Of “End of Innocence,” and the album broadly, Shabaka says it “really signifies a departure for me, a departure from the bands that I’ve become known for playing in, and the arrival of the flutes in general. I bring a lot of flutes to the album and explore different kind of sonic terrains, although for this track in particular, it’s not actually the flute, it’s the clarinet. It’s my first instrument, the instrument that I consider to be my primary instrument, so it’s really going back to what I feel most comfortable with.”
Having put the saxophone down and devoting his studies and energies towards the flute, Perceive its Beauty, Acknowledge its Grace is, in a sense, a debut album. And yet, the album also serves as a reintroduction to the artist, a levitating, stunning work chock full of the lessons he’s learned over the course of his life and career. It represents the spirit of exploration that the artist is most tapped into these days. With contributions on the record from André 3000, Esperanza Spalding, Moses Sumney, Brandee Younger, Floating Points, Laraaji, Miguel Atwood-Ferguson, Saul Williams, Elucid, and more, Perceive its Beauty, Acknowledge its Grace is a grand artistic statement from Shabaka, impossible to classify into genre, and bottomless in its exploratory curiosity.

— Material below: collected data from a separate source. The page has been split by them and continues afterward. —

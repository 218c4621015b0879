//! Bézier spline smoothing for line and polygon geometries.
//!
//! This crate turns sparse polylines and polygon rings into dense, visually
//! curved ones. A cubic [Bézier spline](https://en.wikipedia.org/wiki/B%C3%A9zier_curve)
//! is fitted through the vertices of each line or ring and re-sampled at a
//! fixed time resolution. The spline construction follows Leszek Rybicki's
//! bezier-spline technique: control points are derived from edge midpoints
//! and pulled toward each vertex by a sharpness factor.
//!
//! - [`smooth`] / [`smooth_geometry`] - Dispatch over geometry variants
//! - [`smooth_line`] / [`sample`] - Smooth a single coordinate sequence
//! - [`Spline`] - The immutable spline: construction and evaluation
//! - [`CubicBezier`] - A single spline segment
//! - [`is_ring`] - Closed ring detection
//!
//! # Example
//!
//! ```
//! use bezier_smooth::{smooth_geometry, Geometry, SmoothParams};
//!
//! let ring = vec![
//!     vec![0.0, 0.0],
//!     vec![10.0, 0.0],
//!     vec![10.0, 10.0],
//!     vec![0.0, 10.0],
//!     vec![0.0, 0.0],
//! ];
//! let polygon = Geometry::polygon(vec![ring]);
//!
//! let smoothed = smooth_geometry(&polygon, &SmoothParams::default()).unwrap();
//! let Geometry::Polygon { coordinates } = smoothed else {
//!     unreachable!()
//! };
//!
//! // The smoothed ring is still closed
//! assert_eq!(coordinates[0].first(), coordinates[0].last());
//! ```
//!
//! # Time and resolution
//!
//! Each spline is swept over a synthetic time span (`resolution`, default
//! 10000). Every segment between two vertices gets an equal share of that
//! span, and the curve is evaluated every 10 time units. Samples in every
//! other 100-unit window are kept, so a resolution of 5000 produces 250
//! output coordinates per line.
//!
//! # Feature Flags
//!
//! - `serde` (default): GeoJSON (de)serialization for [`Geometry`] and
//!   [`Feature`], and serialization for parameter and spline value types.

#![cfg_attr(not(test), deny(clippy::unwrap_used, clippy::expect_used))]
#![warn(missing_docs)]
#![allow(
    clippy::cast_precision_loss,
    clippy::cast_possible_truncation,
    clippy::cast_sign_loss,
    clippy::module_name_repetitions,
    clippy::many_single_char_names,
    clippy::missing_panics_doc
)]

mod bezier;
mod error;
mod geometry;
mod params;
mod ring;
mod sampler;
mod smooth;
mod spline;

pub use bezier::CubicBezier;
pub use error::{Result, SmoothError};
pub use geometry::{Feature, Geometry, Position};
pub use params::{
    DEFAULT_RESOLUTION, DEFAULT_SHARPNESS, DEFAULT_STEP_LENGTH, MAX_RESOLUTION, SmoothParams,
    SplineParams,
};
pub use ring::{MIN_RING_POINTS, is_ring};
pub use sampler::{sample, smooth_line};
pub use smooth::{smooth, smooth_geometry};
pub use spline::{ControlPair, Motion, Spline, TIME_STEP};

// Re-export nalgebra types for convenience
pub use nalgebra::{Point3, Vector3};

Shabaka’s recent musical exploration includes employing a variety of flutes, including the ancient Japanese Shakuhachi, which he started playing in 2020 during the pandemic. “Since then, it has slowly changed the scope of my musical inner landscape and drawn me towards a multitude of other instruments in the flute family,” he explained. “As more flutes have been added to my arsenal including Mayan Teotihuacan drone flutes, Brazilian Pifanos, Native American flutes and South American Quenas, I’ve started to appreciate the underlying principles that cause these instruments to resonate most fully and use this understanding to form a concept allowing me to freely move between instruments.”
On New Year’s Day 2023, in the wake of the release of his 2022 debut EP, Afrikan Culture (which notably featured the artist primarily on flutes), Shabaka announced that beginning in 2024 he’d take a hiatus from playing the saxophone publicly, with his intention to cease playing with bands in which the saxophone was his primary instrument.
For the flute-forward album Perceive its Beauty, Acknowledge its Grace, Shabaka tapped into a remarkable cadre of players. “I invited a bunch of musicians I’ve met and admired over the past few years of touring throughout the United States to collaborate and everyone said yes, which I constantly find breathtaking,” he disclosed. His aim was to gather the musicians at Rudy Van Gelder’s historic studios, which he says “informed the sound of so many seminal jazz albums that have shaped my musical aptitude. We played with no headphones or separation in the room so we could capture the atmosphere of simply playing together in the space without a technological intermediary.”
When asked about the meaning of the song’s titles, he explained that his previous album’s song titles can be read as poems, respectively. “The narrative aspect of my albums is always intentional,” he explained. “Around the release of the Shabaka and the Ancestors album We Are Sent Here by History, I coined the term ‘sonic poems’ to express how I’m intending the listener to relate to the words associated with the sounds contained on the disc. Each title on this disc was extracted from a longer poem written specifically for the album which only achieved its full meaning in the presence of the music.” Perceive its Beauty, Acknowledge its Grace follows in this tradition of titles as symbolizing a narrative which is necessarily subjective and expansive in relation to the listener’s experience with the heard music.”